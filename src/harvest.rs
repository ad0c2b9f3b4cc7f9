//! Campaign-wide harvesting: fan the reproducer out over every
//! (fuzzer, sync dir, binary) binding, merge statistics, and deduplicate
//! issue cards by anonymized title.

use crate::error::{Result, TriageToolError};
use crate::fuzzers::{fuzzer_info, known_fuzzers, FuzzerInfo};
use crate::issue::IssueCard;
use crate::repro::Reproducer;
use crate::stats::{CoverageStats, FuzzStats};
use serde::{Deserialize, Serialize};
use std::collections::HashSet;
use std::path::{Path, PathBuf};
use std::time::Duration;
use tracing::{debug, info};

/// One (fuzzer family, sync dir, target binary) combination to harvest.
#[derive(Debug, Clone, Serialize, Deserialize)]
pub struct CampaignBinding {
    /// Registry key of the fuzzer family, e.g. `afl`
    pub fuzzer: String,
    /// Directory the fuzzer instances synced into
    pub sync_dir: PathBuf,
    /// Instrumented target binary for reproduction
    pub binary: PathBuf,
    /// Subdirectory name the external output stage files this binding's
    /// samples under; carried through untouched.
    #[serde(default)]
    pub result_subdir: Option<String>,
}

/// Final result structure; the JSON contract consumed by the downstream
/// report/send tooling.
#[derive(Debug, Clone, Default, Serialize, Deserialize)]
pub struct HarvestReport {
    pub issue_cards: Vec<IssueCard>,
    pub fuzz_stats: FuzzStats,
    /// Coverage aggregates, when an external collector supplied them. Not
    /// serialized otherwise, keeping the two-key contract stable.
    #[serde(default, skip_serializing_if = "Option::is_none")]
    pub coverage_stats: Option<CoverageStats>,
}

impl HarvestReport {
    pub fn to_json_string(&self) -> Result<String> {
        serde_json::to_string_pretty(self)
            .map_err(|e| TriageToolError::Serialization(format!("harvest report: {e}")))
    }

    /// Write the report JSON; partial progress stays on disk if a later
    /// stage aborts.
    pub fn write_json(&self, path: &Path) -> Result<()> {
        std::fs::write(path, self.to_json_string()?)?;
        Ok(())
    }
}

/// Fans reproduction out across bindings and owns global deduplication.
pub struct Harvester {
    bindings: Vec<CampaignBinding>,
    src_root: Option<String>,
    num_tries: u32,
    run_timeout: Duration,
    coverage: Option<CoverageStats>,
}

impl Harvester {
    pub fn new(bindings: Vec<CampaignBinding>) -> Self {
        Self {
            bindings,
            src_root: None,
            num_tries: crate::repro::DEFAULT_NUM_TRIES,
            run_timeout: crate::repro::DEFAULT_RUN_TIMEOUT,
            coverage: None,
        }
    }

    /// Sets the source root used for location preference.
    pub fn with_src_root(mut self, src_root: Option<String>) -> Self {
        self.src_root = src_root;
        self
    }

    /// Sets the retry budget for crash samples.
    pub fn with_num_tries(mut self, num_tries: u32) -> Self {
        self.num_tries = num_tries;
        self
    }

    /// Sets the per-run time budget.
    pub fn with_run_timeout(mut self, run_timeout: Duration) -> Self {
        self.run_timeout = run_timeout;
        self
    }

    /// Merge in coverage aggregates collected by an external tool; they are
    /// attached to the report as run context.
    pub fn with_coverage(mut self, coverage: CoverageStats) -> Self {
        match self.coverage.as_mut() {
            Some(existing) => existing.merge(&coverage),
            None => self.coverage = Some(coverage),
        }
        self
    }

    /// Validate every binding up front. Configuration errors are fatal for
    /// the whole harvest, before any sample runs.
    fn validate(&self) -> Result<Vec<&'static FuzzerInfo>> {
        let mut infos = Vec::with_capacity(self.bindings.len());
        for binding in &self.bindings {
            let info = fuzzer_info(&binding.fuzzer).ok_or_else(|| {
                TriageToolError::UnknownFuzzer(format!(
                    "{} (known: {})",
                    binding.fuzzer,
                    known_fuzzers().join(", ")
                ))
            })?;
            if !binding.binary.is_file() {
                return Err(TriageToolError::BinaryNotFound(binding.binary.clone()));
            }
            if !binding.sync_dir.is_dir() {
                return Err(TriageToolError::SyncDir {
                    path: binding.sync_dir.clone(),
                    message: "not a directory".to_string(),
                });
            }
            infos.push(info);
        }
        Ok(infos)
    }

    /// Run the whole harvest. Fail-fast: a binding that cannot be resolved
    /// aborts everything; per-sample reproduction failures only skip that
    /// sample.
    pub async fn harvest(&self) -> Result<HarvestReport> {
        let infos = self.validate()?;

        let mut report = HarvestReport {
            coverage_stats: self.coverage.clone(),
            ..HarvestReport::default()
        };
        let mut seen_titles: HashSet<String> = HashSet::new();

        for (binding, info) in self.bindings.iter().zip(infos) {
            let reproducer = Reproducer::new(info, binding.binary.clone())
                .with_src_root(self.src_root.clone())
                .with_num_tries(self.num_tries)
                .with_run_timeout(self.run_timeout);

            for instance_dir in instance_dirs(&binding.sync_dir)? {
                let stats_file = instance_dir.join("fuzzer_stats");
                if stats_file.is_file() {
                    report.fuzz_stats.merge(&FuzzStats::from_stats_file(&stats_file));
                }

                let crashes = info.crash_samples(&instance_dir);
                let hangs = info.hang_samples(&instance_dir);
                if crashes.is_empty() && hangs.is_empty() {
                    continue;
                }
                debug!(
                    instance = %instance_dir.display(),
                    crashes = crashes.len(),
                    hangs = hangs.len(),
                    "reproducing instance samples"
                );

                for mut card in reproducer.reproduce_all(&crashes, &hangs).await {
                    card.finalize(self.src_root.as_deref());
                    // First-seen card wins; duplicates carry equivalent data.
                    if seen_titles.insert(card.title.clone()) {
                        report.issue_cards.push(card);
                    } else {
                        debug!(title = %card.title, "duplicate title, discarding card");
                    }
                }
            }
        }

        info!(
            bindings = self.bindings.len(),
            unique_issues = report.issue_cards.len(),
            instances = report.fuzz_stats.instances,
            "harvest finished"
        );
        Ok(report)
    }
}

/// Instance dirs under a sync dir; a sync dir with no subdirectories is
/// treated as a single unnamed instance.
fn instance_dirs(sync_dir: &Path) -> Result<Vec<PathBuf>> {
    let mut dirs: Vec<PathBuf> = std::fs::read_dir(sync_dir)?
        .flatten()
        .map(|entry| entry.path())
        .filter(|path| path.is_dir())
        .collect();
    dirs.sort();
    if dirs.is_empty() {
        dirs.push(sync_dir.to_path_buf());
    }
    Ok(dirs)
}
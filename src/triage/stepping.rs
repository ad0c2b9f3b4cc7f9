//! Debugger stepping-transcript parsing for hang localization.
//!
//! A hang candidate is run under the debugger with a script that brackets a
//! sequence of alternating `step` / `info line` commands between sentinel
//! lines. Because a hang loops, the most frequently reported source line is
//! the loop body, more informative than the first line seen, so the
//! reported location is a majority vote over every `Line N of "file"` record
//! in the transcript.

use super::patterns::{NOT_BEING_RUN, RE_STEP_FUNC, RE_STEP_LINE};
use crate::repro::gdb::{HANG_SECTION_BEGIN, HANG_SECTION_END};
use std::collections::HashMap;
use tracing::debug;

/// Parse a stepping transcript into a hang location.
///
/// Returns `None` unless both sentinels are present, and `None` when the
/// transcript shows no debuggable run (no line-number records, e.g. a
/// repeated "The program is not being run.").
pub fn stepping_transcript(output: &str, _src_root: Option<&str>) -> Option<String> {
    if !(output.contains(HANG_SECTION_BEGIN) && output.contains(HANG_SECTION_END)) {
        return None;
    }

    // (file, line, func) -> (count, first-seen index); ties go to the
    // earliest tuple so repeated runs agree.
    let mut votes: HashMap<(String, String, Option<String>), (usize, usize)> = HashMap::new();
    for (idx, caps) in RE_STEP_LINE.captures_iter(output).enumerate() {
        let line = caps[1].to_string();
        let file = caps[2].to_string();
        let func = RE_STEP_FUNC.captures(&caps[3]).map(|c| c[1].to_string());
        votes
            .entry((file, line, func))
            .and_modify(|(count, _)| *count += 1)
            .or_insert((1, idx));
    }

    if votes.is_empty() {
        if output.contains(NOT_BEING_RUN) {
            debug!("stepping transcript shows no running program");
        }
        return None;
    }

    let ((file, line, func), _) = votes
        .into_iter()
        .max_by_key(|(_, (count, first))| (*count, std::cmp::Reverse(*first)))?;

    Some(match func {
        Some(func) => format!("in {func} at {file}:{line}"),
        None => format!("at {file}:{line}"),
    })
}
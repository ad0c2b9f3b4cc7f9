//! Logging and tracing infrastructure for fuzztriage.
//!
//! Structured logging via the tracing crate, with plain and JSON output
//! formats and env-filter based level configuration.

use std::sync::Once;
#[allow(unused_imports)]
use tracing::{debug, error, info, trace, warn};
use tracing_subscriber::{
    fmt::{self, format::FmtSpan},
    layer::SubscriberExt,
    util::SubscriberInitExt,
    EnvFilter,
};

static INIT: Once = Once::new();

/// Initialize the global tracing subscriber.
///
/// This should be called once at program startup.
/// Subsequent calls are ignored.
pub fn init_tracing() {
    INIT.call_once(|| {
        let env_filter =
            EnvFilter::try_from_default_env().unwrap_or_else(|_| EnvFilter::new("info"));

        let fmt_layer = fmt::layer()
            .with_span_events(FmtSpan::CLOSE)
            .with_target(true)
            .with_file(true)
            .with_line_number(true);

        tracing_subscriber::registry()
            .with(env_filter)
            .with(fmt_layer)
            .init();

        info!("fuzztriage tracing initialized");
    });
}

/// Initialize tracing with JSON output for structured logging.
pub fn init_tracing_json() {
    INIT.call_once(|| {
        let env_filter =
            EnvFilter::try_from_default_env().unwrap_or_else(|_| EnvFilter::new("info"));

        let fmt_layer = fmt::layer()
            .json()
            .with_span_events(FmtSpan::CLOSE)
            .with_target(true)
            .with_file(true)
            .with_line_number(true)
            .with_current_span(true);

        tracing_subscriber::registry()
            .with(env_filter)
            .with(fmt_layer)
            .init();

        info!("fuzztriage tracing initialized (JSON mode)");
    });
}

==

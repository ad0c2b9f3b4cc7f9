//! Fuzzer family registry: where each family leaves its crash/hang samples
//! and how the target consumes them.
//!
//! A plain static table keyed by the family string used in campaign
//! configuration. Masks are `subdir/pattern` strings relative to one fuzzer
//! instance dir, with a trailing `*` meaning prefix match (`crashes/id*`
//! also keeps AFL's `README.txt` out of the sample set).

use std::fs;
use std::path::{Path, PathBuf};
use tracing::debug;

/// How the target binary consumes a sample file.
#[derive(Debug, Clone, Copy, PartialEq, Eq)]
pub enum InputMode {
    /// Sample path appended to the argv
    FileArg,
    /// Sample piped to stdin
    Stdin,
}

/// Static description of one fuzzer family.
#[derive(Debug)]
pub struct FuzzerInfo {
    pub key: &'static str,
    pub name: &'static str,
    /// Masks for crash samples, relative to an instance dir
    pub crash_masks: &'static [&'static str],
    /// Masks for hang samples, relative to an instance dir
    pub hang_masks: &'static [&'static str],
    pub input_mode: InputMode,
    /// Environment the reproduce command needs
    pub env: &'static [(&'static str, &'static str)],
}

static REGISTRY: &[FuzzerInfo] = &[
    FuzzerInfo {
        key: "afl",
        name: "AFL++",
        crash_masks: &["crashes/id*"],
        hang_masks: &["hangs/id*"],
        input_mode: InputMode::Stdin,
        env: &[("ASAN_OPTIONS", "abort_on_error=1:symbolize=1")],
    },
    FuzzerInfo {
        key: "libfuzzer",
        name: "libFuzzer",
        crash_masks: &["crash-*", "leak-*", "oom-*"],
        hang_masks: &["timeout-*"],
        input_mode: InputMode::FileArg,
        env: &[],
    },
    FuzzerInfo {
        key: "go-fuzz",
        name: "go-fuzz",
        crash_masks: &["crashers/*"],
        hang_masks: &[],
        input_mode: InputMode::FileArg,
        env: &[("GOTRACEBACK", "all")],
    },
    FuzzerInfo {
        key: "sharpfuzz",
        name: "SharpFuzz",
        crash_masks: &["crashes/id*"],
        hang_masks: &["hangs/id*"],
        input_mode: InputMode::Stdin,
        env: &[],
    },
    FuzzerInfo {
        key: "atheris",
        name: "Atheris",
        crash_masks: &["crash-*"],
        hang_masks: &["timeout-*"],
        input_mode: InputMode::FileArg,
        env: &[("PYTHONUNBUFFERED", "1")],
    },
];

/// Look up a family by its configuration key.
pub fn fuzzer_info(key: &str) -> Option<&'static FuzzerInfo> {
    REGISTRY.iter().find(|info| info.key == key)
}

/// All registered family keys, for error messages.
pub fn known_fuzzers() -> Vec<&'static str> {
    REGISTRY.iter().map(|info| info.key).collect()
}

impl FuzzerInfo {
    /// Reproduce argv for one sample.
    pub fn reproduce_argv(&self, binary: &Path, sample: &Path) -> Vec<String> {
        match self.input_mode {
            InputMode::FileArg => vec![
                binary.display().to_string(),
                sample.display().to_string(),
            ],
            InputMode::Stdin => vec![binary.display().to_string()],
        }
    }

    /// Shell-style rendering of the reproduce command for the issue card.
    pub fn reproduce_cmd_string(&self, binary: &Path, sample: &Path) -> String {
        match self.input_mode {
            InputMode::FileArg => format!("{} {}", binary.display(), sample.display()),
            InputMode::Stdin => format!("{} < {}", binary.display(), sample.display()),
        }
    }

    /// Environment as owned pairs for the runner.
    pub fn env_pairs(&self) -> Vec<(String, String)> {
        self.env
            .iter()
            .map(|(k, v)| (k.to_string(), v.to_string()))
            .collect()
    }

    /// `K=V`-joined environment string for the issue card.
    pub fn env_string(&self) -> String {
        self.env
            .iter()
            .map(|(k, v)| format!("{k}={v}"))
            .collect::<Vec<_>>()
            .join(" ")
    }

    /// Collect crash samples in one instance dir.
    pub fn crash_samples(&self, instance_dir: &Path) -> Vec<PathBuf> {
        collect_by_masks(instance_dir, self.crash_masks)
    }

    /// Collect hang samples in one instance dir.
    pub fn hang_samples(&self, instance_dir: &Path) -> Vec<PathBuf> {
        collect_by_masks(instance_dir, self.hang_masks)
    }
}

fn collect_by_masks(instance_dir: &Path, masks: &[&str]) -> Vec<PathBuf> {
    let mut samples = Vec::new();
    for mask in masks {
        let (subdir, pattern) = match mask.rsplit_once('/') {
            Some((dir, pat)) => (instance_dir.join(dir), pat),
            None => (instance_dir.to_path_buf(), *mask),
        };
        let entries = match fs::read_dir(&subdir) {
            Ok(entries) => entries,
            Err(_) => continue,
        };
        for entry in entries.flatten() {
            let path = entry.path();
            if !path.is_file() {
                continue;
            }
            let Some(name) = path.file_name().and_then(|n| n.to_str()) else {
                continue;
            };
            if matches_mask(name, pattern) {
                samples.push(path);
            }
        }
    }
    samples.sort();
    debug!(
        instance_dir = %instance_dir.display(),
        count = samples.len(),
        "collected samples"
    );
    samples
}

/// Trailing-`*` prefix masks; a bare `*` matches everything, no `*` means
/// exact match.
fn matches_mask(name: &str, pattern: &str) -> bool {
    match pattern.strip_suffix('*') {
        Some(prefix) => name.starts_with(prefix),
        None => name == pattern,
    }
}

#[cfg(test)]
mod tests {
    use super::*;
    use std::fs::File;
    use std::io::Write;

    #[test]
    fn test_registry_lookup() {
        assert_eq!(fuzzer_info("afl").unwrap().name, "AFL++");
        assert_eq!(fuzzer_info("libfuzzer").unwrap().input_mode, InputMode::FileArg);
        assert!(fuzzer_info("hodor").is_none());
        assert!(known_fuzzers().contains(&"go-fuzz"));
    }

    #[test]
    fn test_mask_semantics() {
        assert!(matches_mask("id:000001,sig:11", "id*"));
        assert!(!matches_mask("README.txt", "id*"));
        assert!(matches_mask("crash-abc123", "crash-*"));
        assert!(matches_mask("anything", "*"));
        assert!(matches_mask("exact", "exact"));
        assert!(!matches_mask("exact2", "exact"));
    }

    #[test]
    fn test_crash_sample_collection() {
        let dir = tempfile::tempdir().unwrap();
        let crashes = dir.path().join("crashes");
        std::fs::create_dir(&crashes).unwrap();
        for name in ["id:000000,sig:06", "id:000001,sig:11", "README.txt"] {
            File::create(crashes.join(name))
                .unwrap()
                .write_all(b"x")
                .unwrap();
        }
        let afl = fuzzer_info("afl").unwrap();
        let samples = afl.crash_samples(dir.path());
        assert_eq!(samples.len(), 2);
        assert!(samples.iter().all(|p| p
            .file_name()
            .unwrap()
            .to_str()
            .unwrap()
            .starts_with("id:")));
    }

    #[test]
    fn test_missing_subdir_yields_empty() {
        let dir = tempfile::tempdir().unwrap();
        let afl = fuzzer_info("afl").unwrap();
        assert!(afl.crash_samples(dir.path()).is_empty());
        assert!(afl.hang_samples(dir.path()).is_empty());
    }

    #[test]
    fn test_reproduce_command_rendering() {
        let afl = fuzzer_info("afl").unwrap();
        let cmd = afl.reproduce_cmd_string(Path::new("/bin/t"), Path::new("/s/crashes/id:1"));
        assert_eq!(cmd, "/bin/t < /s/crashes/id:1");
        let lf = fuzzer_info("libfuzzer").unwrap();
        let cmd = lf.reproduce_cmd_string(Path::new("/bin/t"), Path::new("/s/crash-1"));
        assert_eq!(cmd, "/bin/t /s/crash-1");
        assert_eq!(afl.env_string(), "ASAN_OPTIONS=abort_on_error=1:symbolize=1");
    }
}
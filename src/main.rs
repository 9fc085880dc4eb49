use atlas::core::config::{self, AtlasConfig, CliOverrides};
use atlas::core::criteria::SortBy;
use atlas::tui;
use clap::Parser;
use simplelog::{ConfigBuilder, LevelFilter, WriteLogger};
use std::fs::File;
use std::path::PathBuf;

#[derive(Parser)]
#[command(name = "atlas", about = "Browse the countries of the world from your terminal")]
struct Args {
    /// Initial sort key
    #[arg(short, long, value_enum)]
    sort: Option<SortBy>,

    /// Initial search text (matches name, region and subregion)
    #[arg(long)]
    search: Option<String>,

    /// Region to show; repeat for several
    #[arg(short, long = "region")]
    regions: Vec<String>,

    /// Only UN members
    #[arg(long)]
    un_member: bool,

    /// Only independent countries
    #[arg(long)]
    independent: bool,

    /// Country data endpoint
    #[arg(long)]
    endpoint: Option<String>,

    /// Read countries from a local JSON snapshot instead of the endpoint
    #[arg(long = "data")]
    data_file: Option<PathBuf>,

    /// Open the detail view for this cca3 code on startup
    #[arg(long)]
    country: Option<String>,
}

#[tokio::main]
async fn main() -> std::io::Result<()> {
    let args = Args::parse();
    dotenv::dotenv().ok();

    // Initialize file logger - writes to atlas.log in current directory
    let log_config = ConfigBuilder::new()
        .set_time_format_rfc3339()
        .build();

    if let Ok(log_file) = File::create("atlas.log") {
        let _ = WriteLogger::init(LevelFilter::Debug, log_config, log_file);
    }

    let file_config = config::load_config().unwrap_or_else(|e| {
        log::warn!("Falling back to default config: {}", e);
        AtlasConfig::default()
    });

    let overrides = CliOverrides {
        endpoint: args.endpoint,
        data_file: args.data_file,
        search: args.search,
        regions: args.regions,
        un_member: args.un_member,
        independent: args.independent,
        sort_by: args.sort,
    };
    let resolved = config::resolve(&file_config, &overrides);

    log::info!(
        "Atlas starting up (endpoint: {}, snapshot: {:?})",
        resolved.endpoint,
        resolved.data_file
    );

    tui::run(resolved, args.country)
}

--

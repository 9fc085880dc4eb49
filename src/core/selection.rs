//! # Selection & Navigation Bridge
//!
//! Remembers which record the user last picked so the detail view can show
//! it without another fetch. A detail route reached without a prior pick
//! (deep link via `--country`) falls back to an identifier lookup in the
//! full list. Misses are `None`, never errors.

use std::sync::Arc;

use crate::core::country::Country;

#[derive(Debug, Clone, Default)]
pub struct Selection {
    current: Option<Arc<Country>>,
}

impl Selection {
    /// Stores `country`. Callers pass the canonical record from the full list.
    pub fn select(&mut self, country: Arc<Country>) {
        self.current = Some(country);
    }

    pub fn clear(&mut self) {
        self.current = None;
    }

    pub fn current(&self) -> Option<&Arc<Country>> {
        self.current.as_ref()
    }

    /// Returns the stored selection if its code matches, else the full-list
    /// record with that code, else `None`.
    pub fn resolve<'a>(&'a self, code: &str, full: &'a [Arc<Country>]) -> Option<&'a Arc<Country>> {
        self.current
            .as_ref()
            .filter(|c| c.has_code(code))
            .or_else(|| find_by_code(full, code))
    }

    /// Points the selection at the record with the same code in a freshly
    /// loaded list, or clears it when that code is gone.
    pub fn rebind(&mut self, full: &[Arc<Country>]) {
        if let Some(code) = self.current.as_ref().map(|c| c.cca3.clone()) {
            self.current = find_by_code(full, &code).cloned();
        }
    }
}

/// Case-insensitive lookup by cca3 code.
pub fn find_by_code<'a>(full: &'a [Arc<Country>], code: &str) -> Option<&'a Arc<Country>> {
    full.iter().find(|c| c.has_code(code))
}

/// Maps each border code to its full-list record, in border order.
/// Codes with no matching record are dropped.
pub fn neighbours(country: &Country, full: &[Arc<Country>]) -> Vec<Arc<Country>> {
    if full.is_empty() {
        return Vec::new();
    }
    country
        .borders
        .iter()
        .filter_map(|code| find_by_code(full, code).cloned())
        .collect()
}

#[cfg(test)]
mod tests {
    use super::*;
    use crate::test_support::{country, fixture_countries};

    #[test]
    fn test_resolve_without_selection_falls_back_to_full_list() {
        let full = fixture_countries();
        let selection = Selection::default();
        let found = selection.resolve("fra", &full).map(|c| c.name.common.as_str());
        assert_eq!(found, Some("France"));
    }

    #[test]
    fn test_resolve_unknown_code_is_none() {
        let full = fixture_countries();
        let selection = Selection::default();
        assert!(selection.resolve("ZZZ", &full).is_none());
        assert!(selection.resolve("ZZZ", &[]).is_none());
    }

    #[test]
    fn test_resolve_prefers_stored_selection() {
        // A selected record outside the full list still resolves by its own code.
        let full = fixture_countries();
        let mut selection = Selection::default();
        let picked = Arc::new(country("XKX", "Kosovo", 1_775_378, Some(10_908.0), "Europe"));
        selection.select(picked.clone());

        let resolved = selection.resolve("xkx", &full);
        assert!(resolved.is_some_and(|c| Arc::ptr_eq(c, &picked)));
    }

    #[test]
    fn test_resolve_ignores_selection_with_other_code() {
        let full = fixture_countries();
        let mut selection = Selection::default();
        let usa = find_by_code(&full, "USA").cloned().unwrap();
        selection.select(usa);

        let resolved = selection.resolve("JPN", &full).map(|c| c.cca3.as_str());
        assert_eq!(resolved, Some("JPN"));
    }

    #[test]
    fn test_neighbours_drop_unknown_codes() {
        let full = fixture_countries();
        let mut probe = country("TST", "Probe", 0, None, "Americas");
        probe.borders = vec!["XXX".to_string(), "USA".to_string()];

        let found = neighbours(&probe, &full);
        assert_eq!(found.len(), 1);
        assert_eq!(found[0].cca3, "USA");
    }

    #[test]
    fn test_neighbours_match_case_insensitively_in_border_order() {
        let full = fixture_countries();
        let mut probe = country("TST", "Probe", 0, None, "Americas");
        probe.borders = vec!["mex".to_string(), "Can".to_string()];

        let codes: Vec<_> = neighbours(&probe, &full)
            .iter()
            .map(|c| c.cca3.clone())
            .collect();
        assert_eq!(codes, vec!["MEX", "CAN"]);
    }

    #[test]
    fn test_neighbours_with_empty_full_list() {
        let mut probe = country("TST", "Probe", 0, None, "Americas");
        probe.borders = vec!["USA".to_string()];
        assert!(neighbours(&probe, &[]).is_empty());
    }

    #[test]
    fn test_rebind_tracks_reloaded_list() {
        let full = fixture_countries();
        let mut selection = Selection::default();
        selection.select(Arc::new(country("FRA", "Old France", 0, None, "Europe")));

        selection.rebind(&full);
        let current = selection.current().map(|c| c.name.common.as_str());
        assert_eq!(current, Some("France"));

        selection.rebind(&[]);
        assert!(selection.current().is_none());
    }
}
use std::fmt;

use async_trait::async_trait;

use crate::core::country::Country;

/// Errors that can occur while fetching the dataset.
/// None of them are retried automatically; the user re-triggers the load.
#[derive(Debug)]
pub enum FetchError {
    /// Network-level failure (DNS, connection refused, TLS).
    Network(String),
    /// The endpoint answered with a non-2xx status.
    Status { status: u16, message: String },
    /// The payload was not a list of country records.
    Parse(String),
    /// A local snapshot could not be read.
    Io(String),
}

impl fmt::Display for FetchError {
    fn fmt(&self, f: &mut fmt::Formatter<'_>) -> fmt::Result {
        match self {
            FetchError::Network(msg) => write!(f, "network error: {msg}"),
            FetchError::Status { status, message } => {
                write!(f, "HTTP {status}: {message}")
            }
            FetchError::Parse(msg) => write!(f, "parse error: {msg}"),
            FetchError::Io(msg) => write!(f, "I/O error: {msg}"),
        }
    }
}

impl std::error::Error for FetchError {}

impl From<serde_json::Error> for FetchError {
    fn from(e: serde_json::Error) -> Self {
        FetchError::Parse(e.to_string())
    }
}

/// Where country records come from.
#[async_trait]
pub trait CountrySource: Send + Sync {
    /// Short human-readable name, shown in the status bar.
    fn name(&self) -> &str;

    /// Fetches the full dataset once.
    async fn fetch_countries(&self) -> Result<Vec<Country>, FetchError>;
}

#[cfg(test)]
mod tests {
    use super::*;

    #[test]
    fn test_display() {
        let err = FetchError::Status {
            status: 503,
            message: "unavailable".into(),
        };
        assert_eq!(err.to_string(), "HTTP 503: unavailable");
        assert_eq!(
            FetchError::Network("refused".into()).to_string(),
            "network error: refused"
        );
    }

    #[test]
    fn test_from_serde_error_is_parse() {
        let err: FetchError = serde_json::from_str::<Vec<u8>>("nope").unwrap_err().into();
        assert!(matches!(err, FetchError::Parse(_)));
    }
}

**What to produce:**
Whenever "HarvestReport" shows up in a line of the listing, copy that whole line.

**Solution to this exercise:**
pub struct HarvestReport {
impl HarvestReport {
    pub async fn harvest(&self) -> Result<HarvestReport> {
        let mut report = HarvestReport {
            ..HarvestReport::default()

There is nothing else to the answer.